Work to complete. Below are some records. Return exactly the lines from the one containing "#[derive(Debug, thiserror::Error)]" through the one containing "bus has been", both included, and only those.

Stored data entries.

// Common validation types and traits

#[derive(Debug)]
pub struct ValidationError {
    pub field: String,
    pub message: String,
}

#[derive(Debug)]
pub struct ValidationResult {
    pub is_valid: bool,
    pub errors: Vec<ValidationError>,
}

impl ValidationResult {
    pub fn new() -> Self {
        Self {
            is_valid: true,
            errors: Vec::new(),
        }
    }

    pub fn add_error(&mut self, field: &str, message: &str) {
        self.is_valid = false;
        self.errors.push(ValidationError {
            field: field.to_string(),
            message: message.to_string(),
        });
    }
}

impl Default for ValidationResult {
    fn default() -> Self {
        Self::new()
    }
}

pub trait Validator<T> {
    fn validate(&self, data: &T) -> ValidationResult;
}
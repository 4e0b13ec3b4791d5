use std::{
    any::Any,
    fmt,
    sync::{Arc, LazyLock},
};

use crate::{Entry, Error, Kind, Result};

static EMPTY: LazyLock<Metadata> = LazyLock::new(|| Metadata {
    entries: Arc::from(Vec::new()),
});

/// Immutable, ordered bag of metadata values with at most one value per [`Kind`].
///
/// Metadata attaches transport specific or application specific context to a
/// message (routing addresses, headers, trace context, tenant ids...) without
/// producers and consumers agreeing on a schema. Values are looked up by their
/// type.
///
/// Instances never change after construction. Every "modification" returns a
/// new instance and leaves the receiver untouched, so a `Metadata` can be shared
/// between tasks and threads without locking:
///
/// - [`with`](Metadata::with) adds a value, replacing any value of the same kind.
///   The new value is always last in iteration order, even when it replaces one.
/// - [`without`](Metadata::without) removes the value of a kind, if any.
/// - [`copy`](Metadata::copy) gives an instance with its own storage.
///
/// Cloning is cheap and aliases the same storage. The contained values are
/// shared, never deep-copied.
///
/// # Examples
///
/// ```rust
/// use courier::{Kind, Metadata, metadata};
///
/// let meta = metadata!["x", 42]?;
/// let meta = meta.with(99);
/// assert_eq!(meta.get::<i32>(), Some(&99));
///
/// let meta = meta.without::<&'static str>();
/// assert_eq!(meta.kinds().collect::<Vec<_>>(), vec![Kind::of::<i32>()]);
/// # Ok::<(), courier::Error>(())
/// ```
#[derive(Clone)]
pub struct Metadata {
    entries: Arc<[Entry]>,
}

impl Metadata {
    /// Returns the shared empty instance.
    pub fn empty() -> Self {
        EMPTY.clone()
    }

    /// Build a new instance holding `entries` in the given order.
    ///
    /// Fails with [`Error::InvalidArgument`] if two entries are of the same
    /// kind. See also the [`metadata!`](crate::metadata) macro.
    pub fn of<I>(entries: I) -> Result<Self>
    where
        I: IntoIterator<Item = Entry>,
    {
        Ok(Self::from_vec(collect_unique(entries)?))
    }

    /// Same as [`of`](Metadata::of), but an empty sequence yields the shared
    /// [`empty`](Metadata::empty) instance.
    pub fn from_entries<I>(entries: I) -> Result<Self>
    where
        I: IntoIterator<Item = Entry>,
    {
        let entries = collect_unique(entries)?;
        if entries.is_empty() {
            return Ok(Self::empty());
        }
        Ok(Self::from_vec(entries))
    }

    /// Returns new metadata with `value` added last, replacing the value of
    /// the same kind if there is one.
    pub fn with<T: Any + Send + Sync>(&self, value: T) -> Self {
        self.with_entry(Entry::new(value))
    }

    pub fn with_entry(&self, entry: Entry) -> Self {
        let kind = entry.kind();
        let entries = self
            .entries
            .iter()
            .filter(|e| e.kind() != kind)
            .cloned()
            .chain(std::iter::once(entry))
            .collect();
        Self::from_vec(entries)
    }

    /// Returns new metadata without the value of type `T`.
    ///
    /// If there is no such value the result holds the same entries, but is
    /// still a distinct instance.
    pub fn without<T: Any>(&self) -> Self {
        self.without_kind(Kind::of::<T>())
    }

    pub fn without_kind(&self, kind: Kind) -> Self {
        let entries = self
            .entries
            .iter()
            .filter(|e| e.kind() != kind)
            .cloned()
            .collect();
        Self::from_vec(entries)
    }

    /// Returns an instance with the same entries backed by its own storage.
    pub fn copy(&self) -> Self {
        Self::from_vec(self.entries.to_vec())
    }

    /// Borrow the value of type `T`.
    pub fn get<T: Any>(&self) -> Option<&T> {
        self.entry(Kind::of::<T>())
            .and_then(|entry| entry.downcast_ref::<T>())
    }

    /// Shared handle to the value of type `T`.
    pub fn get_arc<T: Any + Send + Sync>(&self) -> Option<Arc<T>> {
        self.entry(Kind::of::<T>())
            .and_then(|entry| entry.downcast::<T>())
    }

    pub fn entry(&self, kind: Kind) -> Option<&Entry> {
        self.entries.iter().find(|e| e.kind() == kind)
    }

    #[inline]
    pub fn contains<T: Any>(&self) -> bool {
        self.contains_kind(Kind::of::<T>())
    }

    #[inline]
    pub fn contains_kind(&self, kind: Kind) -> bool {
        self.entry(kind).is_some()
    }

    /// Kinds of the stored values, in iteration order.
    pub fn kinds(&self) -> impl Iterator<Item = Kind> + '_ {
        self.entries.iter().map(Entry::kind)
    }

    #[inline]
    pub fn iter(&self) -> std::slice::Iter<'_, Entry> {
        self.entries.iter()
    }

    #[inline]
    pub fn len(&self) -> usize {
        self.entries.len()
    }

    #[inline]
    pub fn is_empty(&self) -> bool {
        self.entries.is_empty()
    }

    /// Whether both instances share the same storage.
    ///
    /// Clones (and `Metadata::from(&other)`) alias their source. Every other operation returns fresh storage, except
    /// [`empty`](Metadata::empty) which always returns the same instance.
    #[inline]
    pub fn ptr_eq(a: &Self, b: &Self) -> bool {
        Arc::ptr_eq(&a.entries, &b.entries)
    }

    fn from_vec(entries: Vec<Entry>) -> Self {
        Self {
            entries: Arc::from(entries),
        }
    }
}

/// Accepts entries in order, failing on the first kind seen twice.
fn collect_unique<I>(entries: I) -> Result<Vec<Entry>>
where
    I: IntoIterator<Item = Entry>,
{
    let mut accepted: Vec<Entry> = Vec::new();
    for entry in entries {
        if accepted.iter().any(|e| e.kind() == entry.kind()) {
            return Err(Error::InvalidArgument(
                format!("Duplicated metadata detected: {}", entry.kind()).into(),
            ));
        }
        accepted.push(entry);
    }
    Ok(accepted)
}

impl Default for Metadata {
    fn default() -> Self {
        Self::empty()
    }
}

impl fmt::Debug for Metadata {
    fn fmt(&self, f: &mut fmt::Formatter<'_>) -> fmt::Result {
        f.debug_list()
            .entries(self.entries.iter().map(|e| e.kind().name()))
            .finish()
    }
}

impl<'a> IntoIterator for &'a Metadata {
    type Item = &'a Entry;
    type IntoIter = std::slice::Iter<'a, Entry>;

    fn into_iter(self) -> Self::IntoIter {
        self.entries.iter()
    }
}

impl From<&Metadata> for Metadata {
    fn from(metadata: &Metadata) -> Self {
        metadata.clone()
    }
}

impl TryFrom<Vec<Entry>> for Metadata {
    type Error = Error;

    fn try_from(entries: Vec<Entry>) -> Result<Self> {
        Self::from_entries(entries)
    }
}

/// Build [`Metadata`] from a list of values of distinct types.
///
/// Each value is wrapped with [`Entry::new`], so its kind is its static type.
/// Expands to a [`Metadata::of`] call and therefore evaluates to a
/// `Result<Metadata>`, failing if two values share a type.
///
/// ```rust
/// use courier::metadata;
///
/// #[derive(Debug)]
/// struct Tenant(&'static str);
///
/// let meta = metadata![Tenant("acme"), 7u16]?;
/// assert_eq!(meta.len(), 2);
/// assert!(metadata![1u8, 2u8].is_err());
/// # Ok::<(), courier::Error>(())
/// ```
#[macro_export]
macro_rules! metadata {
    () => {
        $crate::Metadata::of(::core::iter::empty())
    };
    ($($value:expr),+ $(,)?) => {
        $crate::Metadata::of([$($crate::Entry::new($value)),+])
    };
}

#[cfg(test)]
mod tests {
    use super::*;

    #[derive(Debug, PartialEq)]
    struct TraceId(u64);

    #[derive(Debug, PartialEq)]
    struct Tenant(&'static str);

    #[derive(Debug, PartialEq)]
    struct Priority(u8);

    fn kinds(meta: &Metadata) -> Vec<Kind> {
        meta.kinds().collect()
    }

    #[test]
    fn test_empty_is_shared() {
        let a = Metadata::empty();
        let b = Metadata::default();
        assert!(a.is_empty());
        assert_eq!(a.iter().count(), 0);
        assert!(Metadata::ptr_eq(&a, &b));
    }

    #[test]
    fn test_of_keeps_argument_order() {
        let meta = Metadata::of([Entry::new(Tenant("acme")), Entry::new(TraceId(7))]).unwrap();
        assert_eq!(kinds(&meta), vec![Kind::of::<Tenant>(), Kind::of::<TraceId>()]);
    }

    #[test]
    fn test_of_without_values_is_new_instance() {
        let meta = Metadata::of([]).unwrap();
        assert!(meta.is_empty());
        assert!(!Metadata::ptr_eq(&meta, &Metadata::empty()));
    }

    #[test]
    fn test_of_rejects_duplicate_kind() {
        let err = Metadata::of([
            Entry::new(TraceId(1)),
            Entry::new(Tenant("acme")),
            Entry::new(TraceId(2)),
        ])
        .unwrap_err();
        assert!(err.is_invalid_argument());
        assert!(err.to_string().contains("TraceId"));
    }

    #[test]
    fn test_from_entries_empty_returns_shared_instance() {
        let meta = Metadata::from_entries(Vec::new()).unwrap();
        assert!(Metadata::ptr_eq(&meta, &Metadata::empty()));
    }

    #[test]
    fn test_from_entries_rejects_duplicate_kind() {
        let entries = vec![Entry::new(1u8), Entry::new(2u8)];
        assert!(Metadata::from_entries(entries).is_err());
    }

    #[test]
    fn test_with_appends_new_kind() {
        let meta = Metadata::empty().with(Tenant("acme")).with(TraceId(1));
        assert_eq!(kinds(&meta), vec![Kind::of::<Tenant>(), Kind::of::<TraceId>()]);
    }

    #[test]
    fn test_with_replaces_and_moves_to_end() {
        let meta = metadata![TraceId(1), Tenant("acme"), Priority(3)].unwrap();
        let updated = meta.with(TraceId(2));

        assert_eq!(
            kinds(&updated),
            vec![Kind::of::<Tenant>(), Kind::of::<Priority>(), Kind::of::<TraceId>()]
        );
        assert_eq!(updated.get::<TraceId>(), Some(&TraceId(2)));
        assert_eq!(meta.get::<TraceId>(), Some(&TraceId(1)));
    }

    #[test]
    fn test_with_entry_replaces_same_kind() {
        let meta = Metadata::empty()
            .with_entry(Entry::new(TraceId(1)))
            .with_entry(Entry::new(Tenant("acme")))
            .with_entry(Entry::new(TraceId(2)));

        assert_eq!(kinds(&meta), vec![Kind::of::<Tenant>(), Kind::of::<TraceId>()]);
        assert_eq!(meta.get::<TraceId>(), Some(&TraceId(2)));
    }

    #[test]
    fn test_with_built_entry_uses_its_kind() {
        let meta = Metadata::empty()
            .with(Entry::new(TraceId(1)))
            .with(Entry::new(Priority(2)));
        assert_eq!(kinds(&meta), vec![Kind::of::<TraceId>(), Kind::of::<Priority>()]);
        assert!(!meta.contains::<Entry>());

        let built = metadata![Entry::new(Tenant("acme")), TraceId(3)].unwrap();
        assert_eq!(built.get::<Tenant>(), Some(&Tenant("acme")));
        assert!(metadata![Entry::new(TraceId(1)), TraceId(2)].is_err());
    }

    #[test]
    fn test_without_removes_kind() {
        let meta = metadata![TraceId(1), Tenant("acme")].unwrap();
        let updated = meta.without::<TraceId>();
        assert_eq!(kinds(&updated), vec![Kind::of::<Tenant>()]);
        assert_eq!(meta.len(), 2);
    }

    #[test]
    fn test_without_absent_kind_is_new_instance() {
        let meta = metadata![TraceId(1)].unwrap();
        let updated = meta.without::<Tenant>();
        assert_eq!(kinds(&updated), kinds(&meta));
        assert!(!Metadata::ptr_eq(&meta, &updated));
    }

    #[test]
    fn test_copy_has_own_storage() {
        let meta = metadata![TraceId(1), Tenant("acme")].unwrap();
        let copy = meta.copy();
        assert_eq!(kinds(&copy), kinds(&meta));
        assert!(!Metadata::ptr_eq(&meta, &copy));
        assert!(Metadata::ptr_eq(&meta, &meta.clone()));
    }

    #[test]
    fn test_lookup_by_kind() {
        let meta = metadata![TraceId(1), Tenant("acme")].unwrap();
        assert!(meta.contains::<Tenant>());
        assert!(!meta.contains::<Priority>());
        assert_eq!(meta.get_arc::<Tenant>().as_deref(), Some(&Tenant("acme")));
        assert!(meta.entry(Kind::of::<Priority>()).is_none());
    }

    #[test]
    fn test_iteration_is_restartable() {
        let meta = metadata![TraceId(1), Tenant("acme")].unwrap();
        let first: Vec<_> = meta.iter().map(Entry::kind).collect();
        let second: Vec<_> = (&meta).into_iter().map(Entry::kind).collect();
        assert_eq!(first, second);
    }

    #[test]
    fn test_debug_lists_kinds() {
        let meta = metadata![1u8, "x"].unwrap();
        assert_eq!(format!("{meta:?}"), "[\"u8\", \"&str\"]");
    }
}
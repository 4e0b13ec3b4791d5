use std::fmt;

/// Behaviour of a send when the target consumer's mailbox is full.
///
/// The policy is bus wide and only applies to a full mailbox; sends to a
/// missing or closed consumer fail with
/// [`Error::NoConsumer`](crate::Error::NoConsumer) under every policy.
#[derive(Debug, Clone, Copy, PartialEq, Eq, Hash, Default)]
pub enum OverflowPolicy {
    /// Return [`Error::ChannelIsFull`](crate::Error::ChannelIsFull).
    Fail,
    /// Discard the message with a `warn!` and report success. A receipt of
    /// a discarded request fails with [`Error::AckDropped`](crate::Error::AckDropped).
    Drop,
    /// Wait until the mailbox has room or the bus shuts down.
    #[default]
    Block,
}

impl fmt::Display for OverflowPolicy {
    fn fmt(&self, f: &mut fmt::Formatter<'_>) -> fmt::Result {
        f.write_str(match self {
            OverflowPolicy::Fail => "fail",
            OverflowPolicy::Drop => "drop",
            OverflowPolicy::Block => "block",
        })
    }
}

#[cfg(test)]
mod tests {
    use super::*;

    #[test]
    fn test_default_waits_for_room() {
        assert_eq!(OverflowPolicy::default(), OverflowPolicy::Block);
    }

    #[test]
    fn test_display_is_lowercase() {
        assert_eq!(OverflowPolicy::Fail.to_string(), "fail");
        assert_eq!(OverflowPolicy::Drop.to_string(), "drop");
        assert_eq!(OverflowPolicy::Block.to_string(), "block");
    }
}
use std::{borrow::Cow, sync::Arc};

use tokio::sync::mpsc::error::{SendError, TrySendError};

use crate::bus::RawMessage;

#[derive(Debug, thiserror::Error)]
pub enum Error {
    #[error("Invalid argument: {0}")]
    InvalidArgument(Cow<'static, str>),

    #[error("Acknowledgement failed: {0}")]
    AckFailed(Arc<str>),

    #[error("Message was dropped before it was acknowledged.")]
    AckDropped,

    #[error("No consumer is registered at address '{0}'.")]
    NoConsumer(Arc<str>),

    #[error("Consumer at address '{0}' already exists.")]
    ConsumerAlreadyExists(Arc<str>),

    #[error("The message channel has reached its capacity.")]
    ChannelIsFull,

    #[error("Event bus has been shut down.")]
    BusClosed,
}

impl Error {
    /// Whether the error was caused by an argument rejected synchronously,
    /// such as two metadata values of the same kind.
    pub fn is_invalid_argument(&self) -> bool {
        matches!(self, Error::InvalidArgument(_))
    }
}

impl<T> From<SendError<RawMessage<T>>> for Error {
    fn from(e: SendError<RawMessage<T>>) -> Self {
        Error::NoConsumer(e.0.address.clone())
    }
}

impl<T> From<TrySendError<RawMessage<T>>> for Error {
    fn from(e: TrySendError<RawMessage<T>>) -> Self {
        match e {
            TrySendError::Full(_) => Error::ChannelIsFull,
            TrySendError::Closed(message) => Error::NoConsumer(message.address.clone()),
        }
    }
}
use std::sync::Arc;

use tokio::{select, sync::mpsc::Receiver};
use tokio_util::sync::CancellationToken;

use super::{BusMessage, RawMessage};

/// Receiving end of an address, created by [`EventBus::consumer`](super::EventBus::consumer).
///
/// Dropping the consumer unregisters it: senders get
/// [`Error::NoConsumer`](crate::Error::NoConsumer) and the address can be
/// registered again.
#[derive(Debug)]
pub struct Consumer<T> {
    address: Arc<str>,
    receiver: Receiver<RawMessage<T>>,
    cancel_token: CancellationToken,
}

impl<T> Consumer<T> {
    pub(crate) fn new(
        address: Arc<str>,
        receiver: Receiver<RawMessage<T>>,
        cancel_token: CancellationToken,
    ) -> Self {
        Self {
            address,
            receiver,
            cancel_token,
        }
    }

    pub fn address(&self) -> &str {
        &self.address
    }

    /// Wait for the next message.
    ///
    /// Returns `None` once the bus is shut down or the consumer is closed and
    /// drained. After shutdown the mailbox is closed and its queued messages
    /// are dropped, so their receipts fail with
    /// [`Error::AckDropped`](crate::Error::AckDropped).
    pub async fn recv(&mut self) -> Option<BusMessage<T>> {
        select! {
            biased;
            _ = self.cancel_token.cancelled() => {
                self.discard_queued();
                None
            }
            raw = self.receiver.recv() => raw.map(BusMessage::from),
        }
    }

    fn discard_queued(&mut self) {
        self.receiver.close();
        let mut dropped = 0usize;
        while self.receiver.try_recv().is_ok() {
            dropped += 1;
        }
        if dropped > 0 {
            tracing::debug!(address = %self.address, dropped, "discarded queued messages on shutdown");
        }
    }

    /// Stop accepting new messages. Messages already queued can still be received.
    pub fn close(&mut self) {
        self.receiver.close();
    }

    /// Number of messages waiting in the mailbox.
    pub fn pending(&self) -> usize {
        self.receiver.len()
    }
}
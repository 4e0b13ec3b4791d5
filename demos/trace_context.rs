//! Forwarding messages with trace context attached as metadata.
//!
//! An `orders` handler receives requests from the bus, attaches a trace
//! context it derives from the incoming headers, and forwards the order to an
//! `audit` consumer. The original request is acknowledged once the order has
//! been forwarded.

use courier::{
    Envelope, Message, Result,
    bus::{Address, Consumer, DeliveryOptions, EventBus},
};
use tokio::task::JoinHandle;

#[derive(Debug, Clone)]
struct TraceContext {
    trace_id: String,
}

async fn handle_orders(bus: EventBus<String>, mut orders: Consumer<String>) -> Result<()> {
    while let Some(message) = orders.recv().await {
        let trace_id = message
            .header("traceparent")
            .unwrap_or("untraced")
            .to_string();
        let order = Envelope::forward(message).add_metadata(TraceContext { trace_id });

        let trace = order
            .metadata_of::<TraceContext>()
            .map(|ctx| ctx.trace_id.clone())
            .unwrap_or_default();
        let origin = order
            .metadata_of::<Address>()
            .map(|address| address.to_string())
            .unwrap_or_default();

        let options = DeliveryOptions::new()
            .header("traceparent", trace)
            .header("origin", origin);
        bus.send_with("audit", order.payload().to_uppercase(), options)
            .await?;

        order.ack().await?;
    }
    Ok(())
}

async fn handle_audit(mut audit: Consumer<String>) -> Result<()> {
    while let Some(message) = audit.recv().await {
        tracing::info!(
            order = %message.payload(),
            trace = message.header("traceparent").unwrap_or_default(),
            origin = message.header("origin").unwrap_or_default(),
            "audited"
        );
    }
    Ok(())
}

/// Wait for a handler task and surface its outcome. A panic in the task is
/// resumed on the caller.
async fn join_handler(name: &str, handle: JoinHandle<Result<()>>) -> Result<()> {
    match handle.await {
        Ok(result) => {
            if let Err(e) = &result {
                tracing::error!(handler = name, error = %e, "handler failed");
            }
            result
        }
        Err(e) if e.is_panic() => std::panic::resume_unwind(e.into_panic()),
        Err(e) => {
            tracing::warn!(handler = name, error = %e, "handler cancelled");
            Ok(())
        }
    }
}

#[tokio::main]
async fn main() -> Result<()> {
    tracing_subscriber::fmt()
        .with_max_level(tracing::Level::DEBUG)
        .init();

    let bus = EventBus::<String>::default();
    let orders = bus.consumer("orders")?;
    let audit = bus.consumer("audit")?;

    let order_handler = tokio::spawn(handle_orders(bus.clone(), orders));
    let audit_handler = tokio::spawn(handle_audit(audit));

    for (i, trace) in ["trace-a", "trace-b", "trace-c"].into_iter().enumerate() {
        let options = DeliveryOptions::new().header("traceparent", trace);
        let receipt = bus.request("orders", format!("order-{i}"), options).await?;
        receipt.await?;
        tracing::info!(order = i, "order acknowledged");
    }

    bus.shutdown();
    let audited = join_handler("audit", audit_handler).await;
    join_handler("orders", order_handler).await?;
    audited
}

#[cfg(test)]
mod tests {
    use courier::Error;

    use super::*;

    #[tokio::test]
    async fn test_forwarding_failure_reaches_the_caller() {
        let bus = EventBus::<String>::default();
        let orders = bus.consumer("orders").unwrap();
        let handler = tokio::spawn(handle_orders(bus.clone(), orders));

        let receipt = bus
            .request("orders", "order-1".into(), DeliveryOptions::new())
            .await
            .unwrap();

        let result = join_handler("orders", handler).await;
        assert!(matches!(result, Err(Error::NoConsumer(address)) if &*address == "audit"));
        assert!(matches!(receipt.await, Err(Error::AckDropped)));
    }

    #[tokio::test]
    async fn test_handlers_finish_cleanly_on_shutdown() {
        let bus = EventBus::<String>::default();
        let orders = bus.consumer("orders").unwrap();
        let audit = bus.consumer("audit").unwrap();
        let order_handler = tokio::spawn(handle_orders(bus.clone(), orders));
        let audit_handler = tokio::spawn(handle_audit(audit));

        let receipt = bus
            .request("orders", "order-1".into(), DeliveryOptions::new())
            .await
            .unwrap();
        receipt.await.unwrap();

        bus.shutdown();
        join_handler("audit", audit_handler).await.unwrap();
        join_handler("orders", order_handler).await.unwrap();
    }
}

Task result.
#[derive(Debug, thiserror::Error)]
pub enum Error {
    #[error("Invalid argument: {0}")]
    InvalidArgument(Cow<'static, str>),

    #[error("Acknowledgement failed: {0}")]
    AckFailed(Arc<str>),

    #[error("Message was dropped before it was acknowledged.")]
    AckDropped,

    #[error("No consumer is registered at address '{0}'.")]
    NoConsumer(Arc<str>),

    #[error("Consumer at address '{0}' already exists.")]
    ConsumerAlreadyExists(Arc<str>),

    #[error("The message channel has reached its capacity.")]
    ChannelIsFull,

    #[error("Event bus has been shut down.")]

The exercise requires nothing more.